Segment Start: Excerpted data

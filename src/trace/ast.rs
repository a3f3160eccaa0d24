//! AST Snapshot Model
//!
//! Serialized per-file output of the external semantic parser. Each snapshot
//! holds the package, the source path and a tree of type declarations whose
//! method bodies are reduced to call sites and control blocks with every
//! callee already resolved to a fully-qualified type.
//!
//! Snapshots are immutable once parsed and shared through `Arc` by the
//! type index.
//!
//! @module trace/ast

use serde::{Deserialize, Serialize};
use std::path::PathBuf;

use super::method_id::{strip_generics, MethodId};

// =============================================================================
// SNAPSHOT ROOT
// =============================================================================

/// Parsed data for one compilation unit
#[derive(Debug, Clone, Serialize, Deserialize)]
pub struct TypeAstData {
    /// Absolute path of the source file the snapshot was produced from
    pub absolute_path: PathBuf,
    #[serde(default, skip_serializing_if = "Option::is_none")]
    pub relative_path: Option<String>,
    /// Package (namespace) of the unit, empty for the default package
    #[serde(default)]
    pub package_name: String,
    #[serde(default)]
    pub imports: Vec<String>,
    /// Top-level type declarations
    #[serde(default)]
    pub types: Vec<TypeDecl>,
}

/// A class, interface, enum or record declaration
#[derive(Debug, Clone, Default, Serialize, Deserialize)]
#[serde(default)]
pub struct TypeDecl {
    pub name: String,
    pub annotations: Vec<Annotation>,
    pub fields: Vec<FieldDecl>,
    pub methods: Vec<MethodDecl>,
    /// Member types, addressed as `Outer.Inner`
    pub types: Vec<TypeDecl>,
    pub start_line: u32,
    pub end_line: u32,
}

#[derive(Debug, Clone, Default, Serialize, Deserialize)]
#[serde(default)]
pub struct FieldDecl {
    pub name: String,
    pub type_fqn: Option<String>,
}

#[derive(Debug, Clone, Default, Serialize, Deserialize)]
#[serde(default)]
pub struct MethodDecl {
    pub name: String,
    pub parameter_types: Vec<String>,
    pub return_type: Option<String>,
    pub annotations: Vec<Annotation>,
    pub start_line: u32,
    pub end_line: u32,
    pub body: Vec<AstNode>,
}

/// Annotation with its literal argument texts
#[derive(Debug, Clone, Default, PartialEq, Serialize, Deserialize)]
#[serde(default)]
pub struct Annotation {
    pub name: String,
    pub arguments: Vec<(String, String)>,
}

// =============================================================================
// BODY NODES
// =============================================================================

/// Statement-level node inside a method body
#[derive(Debug, Clone, Serialize, Deserialize)]
#[serde(tag = "node", rename_all = "snake_case")]
pub enum AstNode {
    Call(CallSite),
    Control(ControlBlock),
    /// Plain statement block (`{ ... }`, try bodies, lambda bodies)
    Block {
        #[serde(default)]
        children: Vec<AstNode>,
    },
}

/// A method invocation with its resolved binding
#[derive(Debug, Clone, Default, Serialize, Deserialize)]
#[serde(default)]
pub struct CallSite {
    /// Resolved callee type, `None` when the parser could not bind it
    pub callee_type: Option<String>,
    pub method_name: Option<String>,
    /// Fully-qualified callee signature when resolvable
    pub signature: Option<String>,
    pub callee_variable: Option<String>,
    pub callee_instance_id: Option<String>,
    pub arguments: Vec<String>,
    pub return_type: Option<String>,
    pub line: u32,
    pub assigned_to: Option<String>,
    /// Set on links 2..n of a fluent chain when the parser also emits them
    /// as standalone statements
    pub chain_continuation: bool,
    /// Next link of a fluent chain (`a.b().c()`)
    pub next: Option<Box<CallSite>>,
}

#[derive(Debug, Clone, Copy, PartialEq, Eq, Serialize, Deserialize)]
#[serde(rename_all = "snake_case")]
pub enum BlockKind {
    If,
    ElseIf,
    Else,
    For,
    ForEach,
    While,
    DoWhile,
}

impl BlockKind {
    pub fn is_loop(self) -> bool {
        matches!(
            self,
            BlockKind::For | BlockKind::ForEach | BlockKind::While | BlockKind::DoWhile
        )
    }
}

/// Branching or looping statement
#[derive(Debug, Clone, Serialize, Deserialize)]
pub struct ControlBlock {
    pub kind: BlockKind,
    #[serde(default)]
    pub condition: String,
    /// Calls evaluated as part of the condition expression
    #[serde(default)]
    pub condition_calls: Vec<CallSite>,
    #[serde(default)]
    pub body: Vec<AstNode>,
    /// `else if` / `else` branches of an `if`
    #[serde(default)]
    pub alternatives: Vec<ControlBlock>,
    #[serde(default)]
    pub start_line: u32,
    #[serde(default)]
    pub end_line: u32,
}

// =============================================================================
// QUERIES
// =============================================================================

impl TypeAstData {
    /// FQNs of every declared type, member types included
    pub fn type_fqns(&self) -> Vec<String> {
        self.type_decls().into_iter().map(|(fqn, _)| fqn).collect()
    }

    /// Every declared type with its FQN, outer types first
    pub fn type_decls(&self) -> Vec<(String, &TypeDecl)> {
        let mut out = Vec::new();
        for decl in &self.types {
            collect_decls(qualify(&self.package_name, &decl.name), decl, &mut out);
        }
        out
    }

    /// Find the declaration of `type_fqn` (generics ignored)
    pub fn find_type(&self, type_fqn: &str) -> Option<&TypeDecl> {
        let wanted = strip_generics(type_fqn);
        self.types
            .iter()
            .find_map(|decl| find_in(&qualify(&self.package_name, &decl.name), decl, &wanted))
    }

    /// Find the declaration node for a method.
    ///
    /// Matches by owning type and simple name; when the id carries a
    /// parameter list, an overload with matching parameter types wins.
    pub fn find_method(&self, id: &MethodId) -> Option<&MethodDecl> {
        let decl = self.find_type(id.type_fqn())?;
        let name = id.method_name();
        let params = id.parameter_types();

        let mut candidates = decl.methods.iter().filter(|m| m.name == name);
        let first = candidates.next()?;
        if params.is_empty() {
            return Some(first);
        }
        std::iter::once(first)
            .chain(candidates)
            .find(|m| parameters_match(&m.parameter_types, &params))
            .or(Some(first))
    }

    /// Direct call sites of a method body, not descending into control blocks
    pub fn call_sites<'a>(&self, method: &'a MethodDecl) -> Vec<&'a CallSite> {
        let mut out = Vec::new();
        collect_calls(&method.body, &mut out);
        out
    }

    /// Control blocks declared directly in a method body
    pub fn control_blocks<'a>(&self, method: &'a MethodDecl) -> Vec<&'a ControlBlock> {
        let mut out = Vec::new();
        collect_blocks(&method.body, &mut out);
        out
    }

    pub fn has_method(&self, type_fqn: &str, name: &str) -> bool {
        self.find_type(type_fqn)
            .map(|t| t.methods.iter().any(|m| m.name == name))
            .unwrap_or(false)
    }
}

impl ControlBlock {
    /// Call sites directly in this block's body
    pub fn body_calls(&self) -> Vec<&CallSite> {
        let mut out = Vec::new();
        collect_calls(&self.body, &mut out);
        out
    }

    /// Control blocks nested directly in this block's body
    pub fn nested_blocks(&self) -> Vec<&ControlBlock> {
        let mut out = Vec::new();
        collect_blocks(&self.body, &mut out);
        out
    }
}

fn qualify(package: &str, name: &str) -> String {
    if package.is_empty() {
        name.to_string()
    } else {
        format!("{}.{}", package, name)
    }
}

fn collect_decls<'a>(fqn: String, decl: &'a TypeDecl, out: &mut Vec<(String, &'a TypeDecl)>) {
    out.push((fqn.clone(), decl));
    for inner in &decl.types {
        collect_decls(format!("{}.{}", fqn, inner.name), inner, out);
    }
}

fn find_in<'a>(fqn: &str, decl: &'a TypeDecl, wanted: &str) -> Option<&'a TypeDecl> {
    if fqn == wanted {
        return Some(decl);
    }
    if !wanted.starts_with(fqn) {
        return None;
    }
    decl.types
        .iter()
        .find_map(|inner| find_in(&format!("{}.{}", fqn, inner.name), inner, wanted))
}

fn collect_calls<'a>(nodes: &'a [AstNode], out: &mut Vec<&'a CallSite>) {
    for node in nodes {
        match node {
            AstNode::Call(call) => out.push(call),
            AstNode::Block { children } => collect_calls(children, out),
            AstNode::Control(_) => {}
        }
    }
}

fn collect_blocks<'a>(nodes: &'a [AstNode], out: &mut Vec<&'a ControlBlock>) {
    for node in nodes {
        match node {
            AstNode::Control(block) => out.push(block),
            AstNode::Block { children } => collect_blocks(children, out),
            AstNode::Call(_) => {}
        }
    }
}

/// Compare declared parameter types against an id's list, accepting either
/// fully-qualified or simple names on both sides
fn parameters_match(declared: &[String], wanted: &[&str]) -> bool {
    declared.len() == wanted.len()
        && declared.iter().zip(wanted).all(|(d, w)| {
            let d = strip_generics(d);
            let w = strip_generics(w);
            d == w || d.ends_with(&format!(".{}", w)) || w.ends_with(&format!(".{}", d))
        })
}

// =============================================================================
// TESTS
// =============================================================================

Segment End: Excerpted data

**Try it**
Produce an exact repeat of the lines from the one containing "inner.name), inner, out);" through the last line of the data, and nothing more.

**Output**
        collect_decls(format!("{}.{}", fqn, inner.name), inner, out);
    }
}

fn find_in<'a>(fqn: &str, decl: &'a TypeDecl, wanted: &str) -> Option<&'a TypeDecl> {
    if fqn == wanted {
        return Some(decl);
    }
    if !wanted.starts_with(fqn) {
        return None;
    }
    decl.types
        .iter()
        .find_map(|inner| find_in(&format!("{}.{}", fqn, inner.name), inner, wanted))
}

fn collect_calls<'a>(nodes: &'a [AstNode], out: &mut Vec<&'a CallSite>) {
    for node in nodes {
        match node {
            AstNode::Call(call) => out.push(call),
            AstNode::Block { children } => collect_calls(children, out),
            AstNode::Control(_) => {}
        }
    }
}

fn collect_blocks<'a>(nodes: &'a [AstNode], out: &mut Vec<&'a ControlBlock>) {
    for node in nodes {
        match node {
            AstNode::Control(block) => out.push(block),
            AstNode::Block { children } => collect_blocks(children, out),
            AstNode::Call(_) => {}
        }
    }
}

/// Compare declared parameter types against an id's list, accepting either
/// fully-qualified or simple names on both sides
fn parameters_match(declared: &[String], wanted: &[&str]) -> bool {
    declared.len() == wanted.len()
        && declared.iter().zip(wanted).all(|(d, w)| {
            let d = strip_generics(d);
            let w = strip_generics(w);
            d == w || d.ends_with(&format!(".{}", w)) || w.ends_with(&format!(".{}", d))
        })
}

// =============================================================================
// TESTS
// =============================================================================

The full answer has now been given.